24. The apparatus of claim 18, wherein the driver further comprises a drive shaft for providing rotary motion, a follower plate having a fixed pivot and first and second spaced cam follower rollers oppositely extending from the plate, and a looper cam having a cylindrical body with a first end, a second end, a first cam extending around the cylindrical body near the second end and a second cam extending around the cylindrical body near a middle portion, wherein the follower plate is positioned between the first and second cams of the looper cam, where each cam follower roller makes contact with one of the cams, such that as the looper cam rotates, the follower plate makes a reciprocating motion.
26. The apparatus of claim 25, wherein the shafts comprise a pair of shafts mounted in a shaft block and connected to the connecting links, a first shaft of the pair extending from the block through the upper cavity of the first connecting link, and a second shaft of the pair extending from the block and through the upper cavity of the second connecting link.

The present invention relates to an improved looping mechanism used to facilitate stitching in buttonhole sewing machines. Specifically, this invention allows the looping needles to engage the thread of the main needle which is passed through a garment in which a buttonhole is to be formed.

Sewing machines repeatedly stitch and shift fabric through an intricate sequence of movements. To make a stitch, the sewing machine moves a main needle up and down through the cloth, carrying thread with it. As the main needle comes up from the bottom of its stroke, a looper needle catches and secures the thread, creating a loop. When the main needle descends again, the main needle enters the thread loop, and the loop starts to slide off the looper needle. As the main needle continues to descend, the thread loop slides off the looper needle and is drawn up on the succeeding stroke. Two looper needles are used so that one can reset while the other is creating a loop in the thread.

Needs exist for a reliable, simplified looper apparatus and methods for promoting long lasting error free sewing machines.

The single arm design and small motion of the rocker plate allow the system to operate with fewer parts than other looper assemblies and fewer potential sources of failure. The control of both looping needles by a single actuator provides for additional reliability.

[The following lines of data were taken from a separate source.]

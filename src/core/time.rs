use std::sync::Arc;
use std::time::{Duration, Instant};

use parking_lot::Mutex;

/// Clock abstraction to enforce deterministic time sourcing in core paths.
pub trait Clock: Clone + Send + Sync + 'static {
    fn now(&self) -> Instant;
}

/// System-backed clock; replaceable in tests or deterministic replay.
#[derive(Clone, Default)]
pub struct SystemClock;

impl Clock for SystemClock {
    fn now(&self) -> Instant {
        Instant::now()
    }
}

/// Manually advanced clock shared between a test and the components under it.
#[derive(Clone)]
pub struct ManualClock {
    now: Arc<Mutex<Instant>>,
}

impl ManualClock {
    pub fn new() -> Self {
        Self {
            now: Arc::new(Mutex::new(Instant::now())),
        }
    }

    pub fn advance(&self, by: Duration) {
        let mut guard = self.now.lock();
        *guard += by;
    }
}

impl Default for ManualClock {
    fn default() -> Self {
        Self::new()
    }
}

impl Clock for ManualClock {
    fn now(&self) -> Instant {
        *self.now.lock()
    }
}

#[cfg(test)]
mod tests {
    use super::*;

    #[test]
    fn manual_clock_advances_for_all_handles() {
        let clock = ManualClock::new();
        let other = clock.clone();
        let before = other.now();
        clock.advance(Duration::from_secs(5));
        assert_eq!(other.now() - before, Duration::from_secs(5));
    }
}
//! Filter steps and the per-source filter chain.
//!
//! A chain is an ordered list of steps keyed by sideline identifier. A chain
//! *matches* a message iff any step matches (logical OR). Steps are plain
//! serde values so a persisted step re-hydrates to a structurally equal
//! predicate.

use std::sync::Arc;

use arc_swap::ArcSwap;
use regex::Regex;
use serde::{Deserialize, Serialize};

use crate::messaging::Message;
use crate::sideline::SidelineId;

/// A pattern compiled once at construction. Compares and serializes by its
/// source string, so persisted steps re-hydrate to equal predicates.
#[derive(Debug, Clone)]
pub struct ValuePattern(Regex);

impl ValuePattern {
    pub fn new(pattern: &str) -> Result<Self, regex::Error> {
        Regex::new(pattern).map(Self)
    }

    pub fn as_str(&self) -> &str {
        self.0.as_str()
    }

    fn is_match(&self, value: &str) -> bool {
        self.0.is_match(value)
    }
}

impl PartialEq for ValuePattern {
    fn eq(&self, other: &Self) -> bool {
        self.0.as_str() == other.0.as_str()
    }
}

impl Serialize for ValuePattern {
    fn serialize<S: serde::Serializer>(&self, serializer: S) -> Result<S::Ok, S::Error> {
        serializer.serialize_str(self.0.as_str())
    }
}

impl<'de> Deserialize<'de> for ValuePattern {
    fn deserialize<D: serde::Deserializer<'de>>(deserializer: D) -> Result<Self, D::Error> {
        let pattern = String::deserialize(deserializer)?;
        Self::new(&pattern).map_err(serde::de::Error::custom)
    }
}

/// A deterministic boolean predicate over a message's value tuple.
#[derive(Debug, Clone, PartialEq, Serialize, Deserialize)]
#[serde(tag = "kind", rename_all = "snake_case")]
pub enum FilterStep {
    /// True when the tuple value at `index` equals `value`.
    ValueEquals {
        index: usize,
        value: serde_json::Value,
    },
    /// True when the tuple value at `index` is a string matching `pattern`.
    ValueMatches { index: usize, pattern: ValuePattern },
    /// Negation wrapper around another step.
    Not { step: Box<FilterStep> },
}

impl FilterStep {
    pub fn value_equals(index: usize, value: impl Into<serde_json::Value>) -> Self {
        Self::ValueEquals {
            index,
            value: value.into(),
        }
    }

    /// Fails on an invalid pattern; steps never carry an uncompiled regex.
    pub fn value_matches(index: usize, pattern: &str) -> Result<Self, regex::Error> {
        Ok(Self::ValueMatches {
            index,
            pattern: ValuePattern::new(pattern)?,
        })
    }

    /// Wrap this step in a negation.
    pub fn negated(self) -> Self {
        Self::Not {
            step: Box::new(self),
        }
    }

    pub fn matches(&self, message: &Message) -> bool {
        match self {
            Self::ValueEquals { index, value } => {
                message.values.get(*index).is_some_and(|v| v == value)
            }
            Self::ValueMatches { index, pattern } => message
                .values
                .get(*index)
                .and_then(|v| v.as_str())
                .is_some_and(|value| pattern.is_match(value)),
            Self::Not { step } => !step.matches(message),
        }
    }
}

/// Ordered sequence of (identifier, steps) entries. Identifiers are unique;
/// removal by identifier removes all steps tagged with it.
#[derive(Debug, Clone, Default, PartialEq)]
pub struct FilterChain {
    entries: Vec<(SidelineId, Vec<FilterStep>)>,
}

impl FilterChain {
    pub fn new() -> Self {
        Self::default()
    }

    /// True if any step in the chain matches the message.
    pub fn matches(&self, message: &Message) -> bool {
        self.entries
            .iter()
            .flat_map(|(_, steps)| steps)
            .any(|step| step.matches(message))
    }

    /// Attach steps under an identifier. Re-attaching an existing identifier
    /// replaces its steps, keeping identifiers unique.
    pub fn add_steps(&mut self, id: SidelineId, steps: Vec<FilterStep>) {
        self.entries.retain(|(existing, _)| *existing != id);
        self.entries.push((id, steps));
    }

    pub fn remove_steps(&mut self, id: &SidelineId) -> Option<Vec<FilterStep>> {
        let position = self.entries.iter().position(|(existing, _)| existing == id)?;
        Some(self.entries.remove(position).1)
    }

    /// Look up an identifier by structural equality of its step list.
    pub fn find_by_value(&self, steps: &[FilterStep]) -> Option<SidelineId> {
        self.entries
            .iter()
            .find(|(_, existing)| existing.as_slice() == steps)
            .map(|(id, _)| id.clone())
    }

    pub fn steps(&self, id: &SidelineId) -> Option<&[FilterStep]> {
        self.entries
            .iter()
            .find(|(existing, _)| existing == id)
            .map(|(_, steps)| steps.as_slice())
    }

    pub fn len(&self) -> usize {
        self.entries.len()
    }

    pub fn is_empty(&self) -> bool {
        self.entries.is_empty()
    }
}

/// Copy-on-write view of a filter chain shared between the controller thread
/// and a source worker. Writers swap in a new snapshot; readers are
/// lock-free.
#[derive(Debug, Default)]
pub struct SharedFilterChain {
    chain: ArcSwap<FilterChain>,
}

impl SharedFilterChain {
    pub fn new() -> Self {
        Self::default()
    }

    pub fn matches(&self, message: &Message) -> bool {
        self.chain.load().matches(message)
    }

    pub fn add_steps(&self, id: SidelineId, steps: Vec<FilterStep>) {
        let mut next = FilterChain::clone(&self.chain.load());
        next.add_steps(id, steps);
        self.chain.store(Arc::new(next));
    }

    pub fn remove_steps(&self, id: &SidelineId) -> Option<Vec<FilterStep>> {
        let mut next = FilterChain::clone(&self.chain.load());
        let removed = next.remove_steps(id)?;
        self.chain.store(Arc::new(next));
        Some(removed)
    }

    pub fn find_by_value(&self, steps: &[FilterStep]) -> Option<SidelineId> {
        self.chain.load().find_by_value(steps)
    }

    pub fn snapshot(&self) -> Arc<FilterChain> {
        self.chain.load_full()
    }

    pub fn len(&self) -> usize {
        self.chain.load().len()
    }

    pub fn is_empty(&self) -> bool {
        self.chain.load().is_empty()
    }
}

The prior art does not demonstrate the simplicity and reliability of the present looper mechanism. While many previous inventions allow for proper looping of the thread about the main needle, the use of a single arm, single actuator and fewer parts allows for greater mechanical stability of the mechanism.

An objective of the present invention is to remedy the disadvantages of the prior art by providing a reliable apparatus that allows users to form buttonholes in garments. The double pivoting coupling assembly allows small movements of the looper to engage the thread introduced by the main sewing machine needle and to loop it efficiently to create uniform stitching. A single reciprocating arm provides the motion to loop the thread with the looper needles. The limited number of parts creates fewer chances and opportunities for wear and failure. Fewer parts need to be replaced in the event of wear of some part of the mechanism.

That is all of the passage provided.